* Work item
From the line that contains "pub struct Block" to the last line of the records below, copy everything exactly, both ends included.

* Data to examine
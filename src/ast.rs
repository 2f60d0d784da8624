use std::fmt;
use std::rc::Rc;

use serde::Serialize;
use ts_rs::TS;

use crate::types::Type;

/// A 1-based line/column pair. Columns count characters, not bytes.
#[derive(Debug, Clone, Copy, PartialEq, Eq, Default, Serialize, TS)]
#[ts(export)]
pub struct Position {
    pub line: usize,
    pub column: usize,
}

/// Source location of a token or node.
#[derive(Debug, Clone, Copy, PartialEq, Eq, Default, Serialize, TS)]
#[serde(rename_all = "camelCase")]
#[ts(export)]
pub struct Span {
    pub start_index: usize,
    pub end_index: usize,
    pub start: Position,
    pub end: Position,
}

impl Span {
    /// Span from the start of `self` to the end of `other`.
    pub fn merge(self, other: Span) -> Span {
        Span {
            start_index: self.start_index,
            end_index: other.end_index,
            start: self.start,
            end: other.end,
        }
    }

    pub fn is_multiline(&self) -> bool {
        self.start.line != self.end.line
    }
}

// ── Operators ──────────────────────────────────────────────────

#[derive(Debug, Clone, Copy, PartialEq, Eq)]
pub enum BinOp {
    Or,
    And,
    BitOr,
    BitXor,
    BitAnd,
    Eq,
    Ne,
    Lt,
    Gt,
    Le,
    Ge,
    Shl,
    Shr,
    Add,
    Sub,
    Mul,
    Div,
    IDiv,
    Rem,
    Pow,
}

impl BinOp {
    pub fn precedence(self) -> u8 {
        match self {
            BinOp::Or => 4,
            BinOp::And => 5,
            BinOp::BitOr => 6,
            BinOp::BitXor => 7,
            BinOp::BitAnd => 8,
            BinOp::Eq | BinOp::Ne => 9,
            BinOp::Lt | BinOp::Gt | BinOp::Le | BinOp::Ge => 10,
            BinOp::Shl | BinOp::Shr => 11,
            BinOp::Add | BinOp::Sub => 12,
            BinOp::Mul | BinOp::Div | BinOp::IDiv | BinOp::Rem => 13,
            BinOp::Pow => 14,
        }
    }

    /// Operator as written in source.
    pub fn symbol(self) -> &'static str {
        match self {
            BinOp::Or => "or",
            BinOp::And => "and",
            BinOp::BitOr => "|",
            BinOp::BitXor => "^",
            BinOp::BitAnd => "&",
            BinOp::Eq => "==",
            BinOp::Ne => "!=",
            BinOp::Lt => "<",
            BinOp::Gt => ">",
            BinOp::Le => "<=",
            BinOp::Ge => ">=",
            BinOp::Shl => "<<",
            BinOp::Shr => ">>",
            BinOp::Add => "+",
            BinOp::Sub => "-",
            BinOp::Mul => "*",
            BinOp::Div => "/",
            BinOp::IDiv => "idiv",
            BinOp::Rem => "%",
            BinOp::Pow => "**",
        }
    }

    /// Instruction emitted for the operator.
    pub fn opcode(self) -> &'static str {
        match self {
            BinOp::IDiv => "div",
            BinOp::Pow => "pow",
            other => other.symbol(),
        }
    }

    /// (operand type, result type). Equality is polymorphic and handled by the assembler.
    pub fn signature(self) -> (Type, Type) {
        match self {
            BinOp::Or | BinOp::And => (Type::Boolean, Type::Boolean),
            BinOp::Eq | BinOp::Ne | BinOp::Lt | BinOp::Gt | BinOp::Le | BinOp::Ge => {
                (Type::Number, Type::Boolean)
            }
            _ => (Type::Number, Type::Number),
        }
    }
}

#[derive(Debug, Clone, Copy, PartialEq, Eq)]
pub enum UnaryOp {
    Not,
    BitNot,
    Neg,
}

impl UnaryOp {
    pub fn opcode(self) -> &'static str {
        match self {
            UnaryOp::Not => "!",
            UnaryOp::BitNot => "~",
            UnaryOp::Neg => "neg",
        }
    }

    pub fn signature(self) -> (Type, Type) {
        match self {
            UnaryOp::Not => (Type::Boolean, Type::Boolean),
            UnaryOp::BitNot | UnaryOp::Neg => (Type::Number, Type::Number),
        }
    }
}

// ── Nodes ──────────────────────────────────────────────────────

/// A SimVar (or template) reference: `(A:NAME, unit)`.
#[derive(Debug, Clone, PartialEq, Eq)]
pub struct SimVarRef {
    pub name: String,
    pub unit: Option<String>,
}

impl fmt::Display for SimVarRef {
    fn fmt(&self, f: &mut fmt::Formatter<'_>) -> fmt::Result {
        match &self.unit {
            Some(unit) => write!(f, "{},{unit}", self.name),
            None => f.write_str(&self.name),
        }
    }
}

#[derive(Debug, Clone, PartialEq)]
pub struct Ident {
    pub name: String,
    pub span: Span,
}

#[derive(Debug, Clone, PartialEq)]
pub struct Program {
    pub statements: Vec<Stmt>,
    pub span: Span,
}

#[derive(Debug, Clone, PartialEq)]
pub enum Stmt {
    Import(ImportDecl),
    Local(LocalDecl),
    Alias(AliasDecl),
    Macro(Rc<MacroDecl>),
    Assignment(Assignment),
    /// An `if` in statement position; it may not produce a value.
    If(IfExpr, Span),
    /// A block in statement position; it may not produce a value.
    Block(Block),
    /// An expression statement. `terminated` is false only for the trailing
    /// expression that supplies the enclosing block's value.
    Expr { expr: Expr, terminated: bool },
}

impl Stmt {
    pub fn span(&self) -> Span {
        match self {
            Stmt::Import(s) => s.span,
            Stmt::Local(s) => s.span,
            Stmt::Alias(s) => s.span,
            Stmt::Macro(s) => s.span,
            Stmt::Assignment(s) => s.span,
            Stmt::If(_, span) => *span,
            Stmt::Block(b) => b.span,
            Stmt::Expr { expr, .. } => expr.span,
        }
    }

    /// Whether the statement's value is dropped after it runs.
    pub fn discards_value(&self) -> bool {
        !matches!(self, Stmt::Expr { terminated: false, .. })
    }
}

#[derive(Debug, Clone, PartialEq)]
pub struct StringLit {
    pub value: String,
    pub span: Span,
}

#[derive(Debug, Clone, PartialEq)]
pub struct ImportDecl {
    pub names: Vec<Ident>,
    pub specifier: StringLit,
    pub span: Span,
}

#[derive(Debug, Clone, PartialEq)]
pub struct LocalDecl {
    pub name: Ident,
    pub value: Expr,
    pub span: Span,
}

#[derive(Debug, Clone, PartialEq)]
pub struct AliasDecl {
    pub name: Ident,
    pub target: SimVarRef,
    pub target_span: Span,
    pub span: Span,
}

#[derive(Debug, Clone, PartialEq)]
pub struct MacroDecl {
    pub name: Ident,
    pub exported: bool,
    pub params: Vec<Ident>,
    pub body: Block,
    pub span: Span,
}

#[derive(Debug, Clone, PartialEq)]
pub enum AssignTarget {
    SimVar(SimVarRef, Span),
    Identifier(Ident),
}

impl AssignTarget {
    pub fn span(&self) -> Span {
        match self {
            AssignTarget::SimVar(_, span) => *span,
            AssignTarget::Identifier(ident) => ident.span,
        }
    }
}

#[derive(Debug, Clone, PartialEq)]
pub struct Assignment {
    pub target: AssignTarget,
    pub value: Expr,
    pub span: Span,
}

#[derive(Debug, Clone, PartialEq)]
pub struct Block {
    pub statements: Vec<Stmt>,
    pub span: Span,
}

#[derive(Debug, Clone, PartialEq)]
pub struct IfExpr {
    pub test: Box<Expr>,
    pub consequent: Block,
    pub alternative: Option<Block>,
}

#[derive(Debug, Clone, PartialEq)]
pub struct Arguments {
    pub items: Vec<Rc<Expr>>,
    pub span: Span,
}

#[derive(Debug, Clone, PartialEq)]
pub struct Expr {
    pub kind: ExprKind,
    pub span: Span,
}

#[derive(Debug, Clone, PartialEq)]
pub enum ExprKind {
    Binary {
        op: BinOp,
        left: Box<Expr>,
        right: Box<Expr>,
    },
    Unary {
        op: UnaryOp,
        operand: Box<Expr>,
    },
    Method {
        target: Box<Expr>,
        callee: Ident,
        args: Arguments,
    },
    MacroExpansion {
        name: Ident,
        args: Arguments,
    },
    Identifier(String),
    MacroIdentifier(String),
    Boolean(bool),
    Number(f64),
    Str(String),
    SimVar(SimVarRef),
    Insert(SimVarRef),
    If(IfExpr),
    Block(Block),
}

* Expected answer
pub struct Block {
    pub statements: Vec<Stmt>,
    pub span: Span,
}

#[derive(Debug, Clone, PartialEq)]
pub struct IfExpr {
    pub test: Box<Expr>,
    pub consequent: Block,
    pub alternative: Option<Block>,
}

#[derive(Debug, Clone, PartialEq)]
pub struct Arguments {
    pub items: Vec<Rc<Expr>>,
    pub span: Span,
}

#[derive(Debug, Clone, PartialEq)]
pub struct Expr {
    pub kind: ExprKind,
    pub span: Span,
}

#[derive(Debug, Clone, PartialEq)]
pub enum ExprKind {
    Binary {
        op: BinOp,
        left: Box<Expr>,
        right: Box<Expr>,
    },
    Unary {
        op: UnaryOp,
        operand: Box<Expr>,
    },
    Method {
        target: Box<Expr>,
        callee: Ident,
        args: Arguments,
    },
    MacroExpansion {
        name: Ident,
        args: Arguments,
    },
    Identifier(String),
    MacroIdentifier(String),
    Boolean(bool),
    Number(f64),
    Str(String),
    SimVar(SimVarRef),
    Insert(SimVarRef),
    If(IfExpr),
    Block(Block),
}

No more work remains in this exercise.